**Task prompt**
Transcribe, word for word and without additions, each line below from the one containing "repository 97619cdcb6d61f89" through the one containing "Constructors validate their", both ends included.

**Extracted data**
—————

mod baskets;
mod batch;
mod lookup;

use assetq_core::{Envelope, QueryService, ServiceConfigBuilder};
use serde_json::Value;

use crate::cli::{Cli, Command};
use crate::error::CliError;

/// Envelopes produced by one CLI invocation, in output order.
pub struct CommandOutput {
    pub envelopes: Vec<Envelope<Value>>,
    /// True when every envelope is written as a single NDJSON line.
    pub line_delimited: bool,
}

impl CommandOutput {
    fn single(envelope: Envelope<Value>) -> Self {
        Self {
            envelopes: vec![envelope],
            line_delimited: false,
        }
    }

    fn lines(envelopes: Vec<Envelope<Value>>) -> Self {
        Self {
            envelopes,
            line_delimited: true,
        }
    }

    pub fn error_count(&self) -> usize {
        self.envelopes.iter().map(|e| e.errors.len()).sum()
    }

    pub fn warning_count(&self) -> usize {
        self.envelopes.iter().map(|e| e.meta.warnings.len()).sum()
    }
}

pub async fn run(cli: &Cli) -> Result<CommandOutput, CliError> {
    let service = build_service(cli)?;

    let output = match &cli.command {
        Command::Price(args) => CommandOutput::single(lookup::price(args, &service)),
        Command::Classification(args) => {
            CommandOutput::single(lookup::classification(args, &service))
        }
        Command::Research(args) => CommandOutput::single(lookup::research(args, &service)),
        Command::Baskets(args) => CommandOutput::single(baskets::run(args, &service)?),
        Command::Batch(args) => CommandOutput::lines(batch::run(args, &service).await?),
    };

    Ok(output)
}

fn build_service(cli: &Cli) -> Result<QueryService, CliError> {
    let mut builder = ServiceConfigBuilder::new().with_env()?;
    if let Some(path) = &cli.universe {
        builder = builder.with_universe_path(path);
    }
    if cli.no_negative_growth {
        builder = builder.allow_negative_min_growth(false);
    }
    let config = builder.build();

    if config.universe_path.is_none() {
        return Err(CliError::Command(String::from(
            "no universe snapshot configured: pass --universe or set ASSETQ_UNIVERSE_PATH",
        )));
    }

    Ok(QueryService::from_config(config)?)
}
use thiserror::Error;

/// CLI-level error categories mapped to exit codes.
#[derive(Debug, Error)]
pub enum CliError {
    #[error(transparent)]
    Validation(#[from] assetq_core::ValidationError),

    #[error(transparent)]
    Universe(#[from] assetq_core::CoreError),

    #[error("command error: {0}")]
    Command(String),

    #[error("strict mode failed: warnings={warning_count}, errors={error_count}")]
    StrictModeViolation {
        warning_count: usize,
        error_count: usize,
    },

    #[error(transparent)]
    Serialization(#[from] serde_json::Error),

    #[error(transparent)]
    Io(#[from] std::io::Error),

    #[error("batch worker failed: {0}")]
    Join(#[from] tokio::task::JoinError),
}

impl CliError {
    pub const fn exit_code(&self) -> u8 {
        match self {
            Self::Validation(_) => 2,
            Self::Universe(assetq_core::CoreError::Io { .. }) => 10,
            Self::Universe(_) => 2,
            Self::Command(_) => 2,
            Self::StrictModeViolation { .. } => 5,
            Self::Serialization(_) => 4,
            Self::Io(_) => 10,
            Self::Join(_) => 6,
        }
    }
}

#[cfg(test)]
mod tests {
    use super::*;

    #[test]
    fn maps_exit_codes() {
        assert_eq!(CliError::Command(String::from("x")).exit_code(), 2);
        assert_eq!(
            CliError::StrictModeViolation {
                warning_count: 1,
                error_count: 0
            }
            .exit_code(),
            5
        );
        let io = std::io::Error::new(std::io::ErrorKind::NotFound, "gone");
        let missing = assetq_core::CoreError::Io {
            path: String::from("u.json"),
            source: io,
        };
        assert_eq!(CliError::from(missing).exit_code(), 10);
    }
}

—————

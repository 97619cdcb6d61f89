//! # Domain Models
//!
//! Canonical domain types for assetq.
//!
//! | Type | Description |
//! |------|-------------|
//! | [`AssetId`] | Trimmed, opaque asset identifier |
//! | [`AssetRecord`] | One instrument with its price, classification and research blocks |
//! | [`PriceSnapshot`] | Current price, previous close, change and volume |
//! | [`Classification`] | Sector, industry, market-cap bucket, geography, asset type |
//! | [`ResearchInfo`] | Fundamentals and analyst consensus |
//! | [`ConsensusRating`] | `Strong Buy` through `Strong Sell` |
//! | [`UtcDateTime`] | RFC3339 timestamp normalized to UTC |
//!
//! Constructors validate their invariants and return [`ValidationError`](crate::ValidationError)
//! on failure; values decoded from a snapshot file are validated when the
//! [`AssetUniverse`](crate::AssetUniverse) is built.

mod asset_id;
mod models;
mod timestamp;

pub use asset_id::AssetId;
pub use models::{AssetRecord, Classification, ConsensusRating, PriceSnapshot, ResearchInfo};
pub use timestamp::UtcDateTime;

—————

**Solution**
repository 97619cdcb6d61f89
//! # Domain Models
//!
//! Canonical domain types for assetq.
//!
//! | Type | Description |
//! |------|-------------|
//! | [`AssetId`] | Trimmed, opaque asset identifier |
//! | [`AssetRecord`] | One instrument with its price, classification and research blocks |
//! | [`PriceSnapshot`] | Current price, previous close, change and volume |
//! | [`Classification`] | Sector, industry, market-cap bucket, geography, asset type |
//! | [`ResearchInfo`] | Fundamentals and analyst consensus |
//! | [`ConsensusRating`] | `Strong Buy` through `Strong Sell` |
//! | [`UtcDateTime`] | RFC3339 timestamp normalized to UTC |
//!
//! Constructors validate their invariants and return [`ValidationError`](crate::ValidationError)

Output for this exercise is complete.